I don't think that would be a good idea. You would probably be better off putting your valuables in a waterproof container and hiding it in a secure place somewhere in your house or property. There are many examples throughout history of governments confiscating people's money, property, and retirement accounts to pay their debt. We are not immune to that practice and it certainly is within possibility that someday our government would resort to that. You also want to keep tham accessible so that you can get to them any time you need them. If a disaster of any kind occurs, its possible that the bank would either be closed or the street blocked off. This would prevent you from going in and retrieving your items.


----------



## stayingthegame (Mar 22, 2011)

*to keep or not to keep*

my mother-in-law had a safety box when she lived in New Orleans.The bank where the box was flooded. it was over six months before they released the boxes and then the bank (or who ever) had opened the box and "repackaged" the contents due to the threat of mold. or so we were told. many small things, mostly papers, were missing. when we asked about them, we were told that they were to moldy to be safe and were considered hazardous waste.:dunno: the bank had thrown them out.:gaah: some of these were photos from the family taken during the civil war.


----------



## Frugal_Farmers (Dec 13, 2010)

Invest in a good home safe.


----------



## CulexPipiens (Nov 17, 2010)

Keep it under your control. Doesn't matter if it's a home safe or hole in the yard or what. Just make sure it's something you can access whenever you want. Keep in mind what might happen to your house (flood, tornado, etc.) when planning where and how to store/hide it. Perhaps even split the "goods" into multiple caches in the event one is not accessible.


----------



## Clarice (Aug 19, 2010)

I had much rather have my valuables where I could get my hands on them 24/7. Maybe split into more than one location.


----------



## IrritatedWithUS (Jan 9, 2011)

No, absolutely not.

During the Depression, banks opened up the safe deposit boxes and took everything as long as the government didn't take it before them! And what if your bank shuts down? There goes your hard work, GONE!
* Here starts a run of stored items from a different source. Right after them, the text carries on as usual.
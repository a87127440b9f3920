use super::Observable;

/// An observable with an emit handle: the bus that drives handlers and
/// external event sources into a store.
pub struct Subject<T> {
    stream: Observable<T>,
}

impl<T> Clone for Subject<T> {
    fn clone(&self) -> Self {
        Self {
            stream: self.stream.clone(),
        }
    }
}

impl<T: Send + Sync + 'static> Default for Subject<T> {
    fn default() -> Self {
        Self::new()
    }
}

impl<T: Send + Sync + 'static> Subject<T> {
    pub fn new() -> Self {
        Self {
            stream: Observable::new(),
        }
    }

    /// Push a value to all current subscribers.
    pub fn emit(&self, value: T) {
        self.stream.emit(&value);
    }

    /// The read side of the subject.
    pub fn observable(&self) -> Observable<T> {
        self.stream.clone()
    }
}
I'd buy a safe and attach it to my floor of your house if you have plenty of ammo and guns to defend your items 

Another note: Here recently, the state of California has been opening safety deposit boxes in banks for no good reason.
This lady (WHO LIVED 6 BLOCKS FROM THE BANK) has some insane amount of jewelry in it (I want to say $82,500 worth)
and the bank opened it without warning and auctioned it off all because of a misunderstanding for an 1/8th of its value.

Here's a news story from ABCNews:

http://abcnews.go.com/GMA/story?id=4832471&page=1


----------



## Immolatus (Feb 20, 2011)

Absolutely not. Too many what ifs. Get a safe. Bury the silver.
You dont want to have to rely on the bank.
Shtf and you are out of luck.


----------